Tuberculosis (TB) is a chronic
infectious disease, considered as the second leading cause of death worldwide, caused by Mycobacterium tuberculosis. The limited efficacy of the bacillus Calmette-Guérin (
BCG) vaccine against pulmonary TB and the emergence of multidrug-resistant TB warrants the need for more efficacious
vaccines. Reverse vaccinology uses the entire
proteome of a pathogen to select the best
vaccine antigens by in silico approaches. M.
tuberculosis H37Rv
proteome was analyzed with NERVE (New Enhanced Reverse Vaccinology Environment) prediction software to identify potential
vaccine targets; these 331
proteins were further analyzed with VaxiJen for the determination of their antigenicity value.
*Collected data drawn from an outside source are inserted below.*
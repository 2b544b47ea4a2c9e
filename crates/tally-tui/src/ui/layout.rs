use ratatui::layout::{Constraint, Direction, Layout as RatatuiLayout, Rect};

/// Layout helper for consistent screen layouts
pub struct Layout;

impl Layout {
    /// Rows taken by the header block
    pub const HEADER_ROWS: u16 = 3;

    /// Rows taken by the status bar
    pub const STATUS_ROWS: u16 = 1;

    /// Top and bottom border of the log block
    pub const LOG_BORDER_ROWS: u16 = 2;

    /// Create the main layout with header, content, and status bar
    pub fn main(area: Rect) -> (Rect, Rect, Rect) {
        let chunks = RatatuiLayout::default()
            .direction(Direction::Vertical)
            .constraints([
                Constraint::Length(Self::HEADER_ROWS), // Header
                Constraint::Min(1),                    // Content
                Constraint::Length(Self::STATUS_ROWS), // Status bar
            ])
            .split(area);

        (chunks[0], chunks[1], chunks[2])
    }

    /// Number of log rows available on a terminal `height` rows tall
    ///
    /// This is the viewport height the store should be resized to.
    pub fn log_rows(height: u16) -> usize {
        let chrome = Self::HEADER_ROWS + Self::STATUS_ROWS + Self::LOG_BORDER_ROWS;
        usize::from(height.saturating_sub(chrome)).max(1)
    }

    /// A rectangle of at most `width` x `height` centered in `area`
    pub fn centered(area: Rect, width: u16, height: u16) -> Rect {
        let width = width.min(area.width.saturating_sub(4));
        let height = height.min(area.height.saturating_sub(4));
        let x = area.x + area.width.saturating_sub(width) / 2;
        let y = area.y + area.height.saturating_sub(height) / 2;
        Rect::new(x, y, width, height)
    }
}
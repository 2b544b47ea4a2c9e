use ratatui::{
    buffer::Buffer,
    layout::Rect,
    text::{Line, Span},
    widgets::Widget,
};

use crate::ui::Theme;

/// Status bar showing keyboard shortcuts on the left and store state on the right
pub struct StatusBar<'a> {
    hints: Vec<(&'a str, &'a str)>,
    right_text: Option<String>,
    warning: Option<String>,
}

impl<'a> StatusBar<'a> {
    pub fn new() -> Self {
        Self {
            hints: Vec::new(),
            right_text: None,
            warning: None,
        }
    }

    /// Add keyboard hints as (key, description) pairs
    pub fn hints<I>(mut self, hints: I) -> Self
    where
        I: IntoIterator<Item = (&'a str, &'a str)>,
    {
        self.hints = hints.into_iter().collect();
        self
    }

    /// Set text to display on the right side
    pub fn right<S: Into<String>>(mut self, text: S) -> Self {
        self.right_text = Some(text.into());
        self
    }

    /// Emphasised text shown just before the right side
    pub fn warning<S: Into<String>>(mut self, text: S) -> Self {
        self.warning = Some(text.into());
        self
    }
}

impl Default for StatusBar<'_> {
    fn default() -> Self {
        Self::new()
    }
}

impl Widget for StatusBar<'_> {
    fn render(self, area: Rect, buf: &mut Buffer) {
        // Fill background
        buf.set_style(area, Theme::status_bar());

        // Build hints
        let mut spans = Vec::new();
        for (i, (key, desc)) in self.hints.iter().enumerate() {
            if i > 0 {
                spans.push(Span::styled(" ", Theme::status_bar()));
            }
            spans.push(Span::styled(format!("[{}]", key), Theme::status_bar_key()));
            spans.push(Span::styled(desc.to_string(), Theme::status_bar()));
        }

        let line = Line::from(spans);
        let line_width = line.width() as u16;

        // Right side: optional warning followed by the status text
        let mut right_spans = Vec::new();
        if let Some(warning) = self.warning {
            right_spans.push(Span::styled(warning, Theme::status_bar_warning()));
            right_spans.push(Span::styled(" ", Theme::status_bar()));
        }
        if let Some(right) = self.right_text {
            right_spans.push(Span::styled(right, Theme::status_bar()));
        }
        let right_line = Line::from(right_spans);
        let right_width = right_line.width() as u16;

        // Status wins over hints when space is short
        if right_width > 0 && right_width + 2 <= area.width {
            let right_x = area.x + area.width - right_width - 1;
            buf.set_line(right_x, area.y, &right_line, right_width);
            let hint_room = right_x.saturating_sub(area.x + 2);
            if line_width <= hint_room {
                buf.set_line(area.x + 1, area.y, &line, hint_room);
            }
        } else {
            buf.set_line(area.x + 1, area.y, &line, area.width.saturating_sub(2));
        }
    }
}

/// Default hints for the log viewer
pub fn viewer_hints() -> Vec<(&'static str, &'static str)> {
    vec![
        ("↑↓", "Move"),
        ("t", "Time"),
        ("s", "Source"),
        ("r", "Reload"),
        ("?", "Help"),
        ("q", "Quit"),
    ]
}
Only candidates with values ≥0.5 of antigenicity and 50% of adhesin probability and without homology with human
proteins or transmembrane regions were selected, resulting in 73
antigens. These
proteins were grouped by families in seven groups and analyzed by amino acid sequence alignments, selecting 16 representative
proteins. For each candidate, a search of the literature and
protein analysis with different bioinformatics tools, as well as a simulation of the immune response, was conducted. Finally, we selected six novel
vaccine candidates, EsxL, PE26, PPE65, PE_PGRS49, PBP1, and Erp, from M.
tuberculosis that can be used to improve or design new TB
vaccines.